EXERCISE DETAILS — Line count for "derive": say how many lines of the data contain it, with no other text.

DATA LISTING —

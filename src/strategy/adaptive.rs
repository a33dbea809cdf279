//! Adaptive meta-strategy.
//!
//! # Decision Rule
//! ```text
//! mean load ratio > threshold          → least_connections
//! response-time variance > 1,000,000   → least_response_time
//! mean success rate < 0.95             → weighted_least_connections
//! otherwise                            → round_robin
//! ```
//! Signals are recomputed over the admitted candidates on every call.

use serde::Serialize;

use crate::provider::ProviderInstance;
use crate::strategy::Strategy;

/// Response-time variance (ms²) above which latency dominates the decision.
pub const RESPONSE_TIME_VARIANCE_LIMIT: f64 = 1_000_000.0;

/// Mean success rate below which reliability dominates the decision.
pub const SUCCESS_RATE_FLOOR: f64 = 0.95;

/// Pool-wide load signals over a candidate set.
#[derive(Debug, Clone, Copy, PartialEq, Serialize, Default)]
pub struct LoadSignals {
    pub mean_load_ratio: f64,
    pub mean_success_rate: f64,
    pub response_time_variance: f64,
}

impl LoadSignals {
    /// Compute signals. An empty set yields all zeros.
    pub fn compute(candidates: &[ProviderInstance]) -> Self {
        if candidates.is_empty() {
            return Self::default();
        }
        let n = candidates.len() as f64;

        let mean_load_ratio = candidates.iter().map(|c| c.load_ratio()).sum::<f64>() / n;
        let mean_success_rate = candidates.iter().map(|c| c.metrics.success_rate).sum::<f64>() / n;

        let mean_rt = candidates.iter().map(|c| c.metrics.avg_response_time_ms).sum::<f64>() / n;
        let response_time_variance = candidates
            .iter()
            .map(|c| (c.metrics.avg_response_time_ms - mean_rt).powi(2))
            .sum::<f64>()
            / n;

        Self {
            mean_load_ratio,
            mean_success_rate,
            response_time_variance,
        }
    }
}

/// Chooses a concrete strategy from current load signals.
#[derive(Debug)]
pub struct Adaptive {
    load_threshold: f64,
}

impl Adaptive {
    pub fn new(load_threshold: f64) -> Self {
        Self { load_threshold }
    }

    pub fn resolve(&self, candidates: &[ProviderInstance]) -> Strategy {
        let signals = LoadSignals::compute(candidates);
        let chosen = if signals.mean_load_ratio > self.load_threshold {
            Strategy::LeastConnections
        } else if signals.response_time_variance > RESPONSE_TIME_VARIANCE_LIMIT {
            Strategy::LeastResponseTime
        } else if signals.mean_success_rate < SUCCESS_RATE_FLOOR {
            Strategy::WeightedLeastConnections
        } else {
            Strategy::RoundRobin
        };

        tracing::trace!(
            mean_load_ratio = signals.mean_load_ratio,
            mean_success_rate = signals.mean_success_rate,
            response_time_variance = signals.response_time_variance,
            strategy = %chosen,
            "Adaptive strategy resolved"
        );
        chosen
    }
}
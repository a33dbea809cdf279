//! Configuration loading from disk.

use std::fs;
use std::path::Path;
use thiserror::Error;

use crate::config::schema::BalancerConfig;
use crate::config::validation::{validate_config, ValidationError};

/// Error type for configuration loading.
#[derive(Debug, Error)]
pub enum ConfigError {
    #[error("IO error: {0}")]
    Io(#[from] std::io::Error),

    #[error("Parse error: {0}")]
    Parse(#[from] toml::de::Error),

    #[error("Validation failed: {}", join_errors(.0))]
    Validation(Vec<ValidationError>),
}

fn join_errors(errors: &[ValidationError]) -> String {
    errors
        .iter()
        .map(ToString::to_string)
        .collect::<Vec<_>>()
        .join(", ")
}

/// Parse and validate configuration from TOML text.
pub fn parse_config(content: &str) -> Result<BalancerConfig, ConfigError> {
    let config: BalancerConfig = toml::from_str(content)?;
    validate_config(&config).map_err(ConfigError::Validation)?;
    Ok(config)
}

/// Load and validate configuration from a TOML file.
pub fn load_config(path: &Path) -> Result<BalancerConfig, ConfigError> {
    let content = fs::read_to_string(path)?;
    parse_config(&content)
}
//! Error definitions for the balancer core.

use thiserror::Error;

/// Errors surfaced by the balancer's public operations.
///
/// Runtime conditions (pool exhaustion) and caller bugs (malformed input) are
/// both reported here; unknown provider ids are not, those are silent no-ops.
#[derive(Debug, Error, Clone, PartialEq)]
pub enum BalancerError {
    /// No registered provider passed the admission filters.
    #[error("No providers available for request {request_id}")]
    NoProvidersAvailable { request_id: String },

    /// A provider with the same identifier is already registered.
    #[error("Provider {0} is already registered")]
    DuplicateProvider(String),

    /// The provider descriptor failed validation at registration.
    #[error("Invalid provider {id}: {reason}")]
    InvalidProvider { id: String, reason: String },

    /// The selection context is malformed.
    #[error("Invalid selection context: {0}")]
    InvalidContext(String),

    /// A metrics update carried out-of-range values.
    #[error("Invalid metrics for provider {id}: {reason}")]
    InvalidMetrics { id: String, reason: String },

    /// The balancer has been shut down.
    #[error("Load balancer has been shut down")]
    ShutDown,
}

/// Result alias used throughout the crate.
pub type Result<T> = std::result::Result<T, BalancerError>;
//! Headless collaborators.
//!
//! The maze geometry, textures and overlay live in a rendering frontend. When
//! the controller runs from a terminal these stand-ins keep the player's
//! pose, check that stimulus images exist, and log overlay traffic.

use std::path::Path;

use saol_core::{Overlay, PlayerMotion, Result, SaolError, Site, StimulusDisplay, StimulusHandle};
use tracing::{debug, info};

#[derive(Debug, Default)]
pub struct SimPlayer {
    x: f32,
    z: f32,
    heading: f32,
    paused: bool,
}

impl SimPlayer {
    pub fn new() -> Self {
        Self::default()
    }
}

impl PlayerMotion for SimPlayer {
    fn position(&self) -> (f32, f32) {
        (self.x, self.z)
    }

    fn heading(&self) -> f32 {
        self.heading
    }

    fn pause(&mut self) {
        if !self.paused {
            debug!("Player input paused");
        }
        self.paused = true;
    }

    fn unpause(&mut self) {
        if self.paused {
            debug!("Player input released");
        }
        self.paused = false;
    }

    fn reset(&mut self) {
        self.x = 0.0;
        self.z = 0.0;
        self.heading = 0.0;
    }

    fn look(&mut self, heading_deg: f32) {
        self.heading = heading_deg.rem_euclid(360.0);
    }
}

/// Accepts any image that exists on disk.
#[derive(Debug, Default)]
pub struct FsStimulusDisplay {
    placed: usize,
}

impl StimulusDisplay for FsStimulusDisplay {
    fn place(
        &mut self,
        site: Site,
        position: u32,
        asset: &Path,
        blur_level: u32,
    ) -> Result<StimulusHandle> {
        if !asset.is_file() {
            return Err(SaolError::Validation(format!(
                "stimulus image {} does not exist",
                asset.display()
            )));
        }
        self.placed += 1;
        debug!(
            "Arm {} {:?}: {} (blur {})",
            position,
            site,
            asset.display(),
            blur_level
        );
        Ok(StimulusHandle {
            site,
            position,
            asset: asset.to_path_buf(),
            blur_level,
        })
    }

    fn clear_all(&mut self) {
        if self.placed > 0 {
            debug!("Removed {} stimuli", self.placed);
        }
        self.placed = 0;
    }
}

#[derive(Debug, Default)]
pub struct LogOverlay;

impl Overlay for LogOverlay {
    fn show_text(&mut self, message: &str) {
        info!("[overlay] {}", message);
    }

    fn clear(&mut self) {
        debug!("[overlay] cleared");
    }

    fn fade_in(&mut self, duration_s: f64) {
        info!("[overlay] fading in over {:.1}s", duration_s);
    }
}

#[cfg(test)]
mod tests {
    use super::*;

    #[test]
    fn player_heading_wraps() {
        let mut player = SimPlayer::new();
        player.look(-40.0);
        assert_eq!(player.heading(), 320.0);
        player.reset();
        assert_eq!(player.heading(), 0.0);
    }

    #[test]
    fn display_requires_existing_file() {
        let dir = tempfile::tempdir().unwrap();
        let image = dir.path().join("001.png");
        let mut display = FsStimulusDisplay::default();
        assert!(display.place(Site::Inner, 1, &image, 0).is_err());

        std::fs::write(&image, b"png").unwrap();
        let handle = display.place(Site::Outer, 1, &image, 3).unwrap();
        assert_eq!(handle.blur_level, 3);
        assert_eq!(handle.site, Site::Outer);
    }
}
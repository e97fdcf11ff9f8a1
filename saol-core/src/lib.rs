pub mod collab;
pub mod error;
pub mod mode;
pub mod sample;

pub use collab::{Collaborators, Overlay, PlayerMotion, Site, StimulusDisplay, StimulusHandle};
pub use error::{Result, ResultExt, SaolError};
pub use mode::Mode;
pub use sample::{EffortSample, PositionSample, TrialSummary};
==
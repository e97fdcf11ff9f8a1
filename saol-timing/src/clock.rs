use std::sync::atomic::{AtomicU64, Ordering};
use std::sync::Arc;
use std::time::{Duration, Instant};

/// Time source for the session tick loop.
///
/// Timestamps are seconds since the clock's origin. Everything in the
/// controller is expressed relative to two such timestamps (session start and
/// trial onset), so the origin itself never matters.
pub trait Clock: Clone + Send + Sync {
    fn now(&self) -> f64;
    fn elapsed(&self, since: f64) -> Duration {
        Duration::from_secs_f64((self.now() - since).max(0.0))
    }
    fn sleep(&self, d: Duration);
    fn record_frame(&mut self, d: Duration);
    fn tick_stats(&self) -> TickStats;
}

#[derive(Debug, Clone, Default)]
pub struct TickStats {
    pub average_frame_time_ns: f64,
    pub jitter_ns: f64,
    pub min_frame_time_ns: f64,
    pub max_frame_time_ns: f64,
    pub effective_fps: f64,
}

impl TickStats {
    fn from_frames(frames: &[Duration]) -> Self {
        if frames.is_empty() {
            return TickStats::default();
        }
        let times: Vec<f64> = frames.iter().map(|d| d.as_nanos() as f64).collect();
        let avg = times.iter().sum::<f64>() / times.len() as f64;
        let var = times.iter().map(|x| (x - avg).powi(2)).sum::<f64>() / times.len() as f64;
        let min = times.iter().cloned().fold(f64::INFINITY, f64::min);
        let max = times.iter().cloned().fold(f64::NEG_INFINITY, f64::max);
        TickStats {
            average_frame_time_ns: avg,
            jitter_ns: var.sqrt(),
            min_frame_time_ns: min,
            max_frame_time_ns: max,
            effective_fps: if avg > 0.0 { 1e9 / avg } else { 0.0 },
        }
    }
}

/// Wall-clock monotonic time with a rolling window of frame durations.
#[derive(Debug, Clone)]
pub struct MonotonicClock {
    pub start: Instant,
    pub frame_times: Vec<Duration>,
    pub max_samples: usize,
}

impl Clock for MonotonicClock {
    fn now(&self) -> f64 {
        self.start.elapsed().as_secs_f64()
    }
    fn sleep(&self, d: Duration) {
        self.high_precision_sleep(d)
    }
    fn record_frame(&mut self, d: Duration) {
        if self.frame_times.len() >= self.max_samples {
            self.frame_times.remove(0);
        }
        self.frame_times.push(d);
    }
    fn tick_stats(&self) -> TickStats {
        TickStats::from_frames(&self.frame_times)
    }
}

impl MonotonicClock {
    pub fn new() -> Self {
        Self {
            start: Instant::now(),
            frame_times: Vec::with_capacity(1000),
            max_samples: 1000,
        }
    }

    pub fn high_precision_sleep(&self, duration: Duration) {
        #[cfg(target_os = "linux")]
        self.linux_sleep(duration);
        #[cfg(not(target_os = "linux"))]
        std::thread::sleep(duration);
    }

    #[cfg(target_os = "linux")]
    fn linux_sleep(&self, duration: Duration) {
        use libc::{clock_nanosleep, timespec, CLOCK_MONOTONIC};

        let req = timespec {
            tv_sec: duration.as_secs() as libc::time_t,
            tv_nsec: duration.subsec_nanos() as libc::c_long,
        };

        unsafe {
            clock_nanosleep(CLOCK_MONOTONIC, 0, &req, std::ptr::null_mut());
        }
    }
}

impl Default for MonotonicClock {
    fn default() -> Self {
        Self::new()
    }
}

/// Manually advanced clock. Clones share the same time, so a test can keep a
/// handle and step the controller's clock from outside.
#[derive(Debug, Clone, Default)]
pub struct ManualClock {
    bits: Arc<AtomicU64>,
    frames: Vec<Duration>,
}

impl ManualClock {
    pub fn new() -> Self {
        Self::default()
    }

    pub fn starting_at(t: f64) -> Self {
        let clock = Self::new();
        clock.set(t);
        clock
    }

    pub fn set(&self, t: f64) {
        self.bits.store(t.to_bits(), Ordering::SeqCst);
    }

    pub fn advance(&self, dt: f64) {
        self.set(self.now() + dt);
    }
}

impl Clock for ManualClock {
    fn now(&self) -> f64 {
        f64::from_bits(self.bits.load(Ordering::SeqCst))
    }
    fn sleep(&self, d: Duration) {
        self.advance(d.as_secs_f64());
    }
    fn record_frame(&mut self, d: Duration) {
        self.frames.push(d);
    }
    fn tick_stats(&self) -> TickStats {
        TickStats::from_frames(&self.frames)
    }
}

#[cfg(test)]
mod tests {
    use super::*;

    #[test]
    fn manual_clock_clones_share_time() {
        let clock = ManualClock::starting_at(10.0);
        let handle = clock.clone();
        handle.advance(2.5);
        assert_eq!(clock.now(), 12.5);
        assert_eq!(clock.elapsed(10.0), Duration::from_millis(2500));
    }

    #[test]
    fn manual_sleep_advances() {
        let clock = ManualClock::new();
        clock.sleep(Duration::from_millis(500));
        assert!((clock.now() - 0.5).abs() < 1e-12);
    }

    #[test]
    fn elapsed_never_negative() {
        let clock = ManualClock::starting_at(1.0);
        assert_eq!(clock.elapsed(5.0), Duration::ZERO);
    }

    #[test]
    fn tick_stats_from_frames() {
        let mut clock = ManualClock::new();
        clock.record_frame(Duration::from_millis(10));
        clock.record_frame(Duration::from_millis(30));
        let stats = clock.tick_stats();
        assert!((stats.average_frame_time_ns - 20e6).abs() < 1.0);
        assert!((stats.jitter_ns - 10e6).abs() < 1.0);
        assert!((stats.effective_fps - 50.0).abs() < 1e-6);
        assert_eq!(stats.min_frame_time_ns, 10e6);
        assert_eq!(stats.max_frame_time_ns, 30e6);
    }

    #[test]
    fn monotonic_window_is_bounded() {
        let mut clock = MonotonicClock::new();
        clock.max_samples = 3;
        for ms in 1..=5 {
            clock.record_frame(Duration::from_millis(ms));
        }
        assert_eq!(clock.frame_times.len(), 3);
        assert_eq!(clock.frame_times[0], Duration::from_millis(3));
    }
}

SOLUTION FOR THIS TASK — 10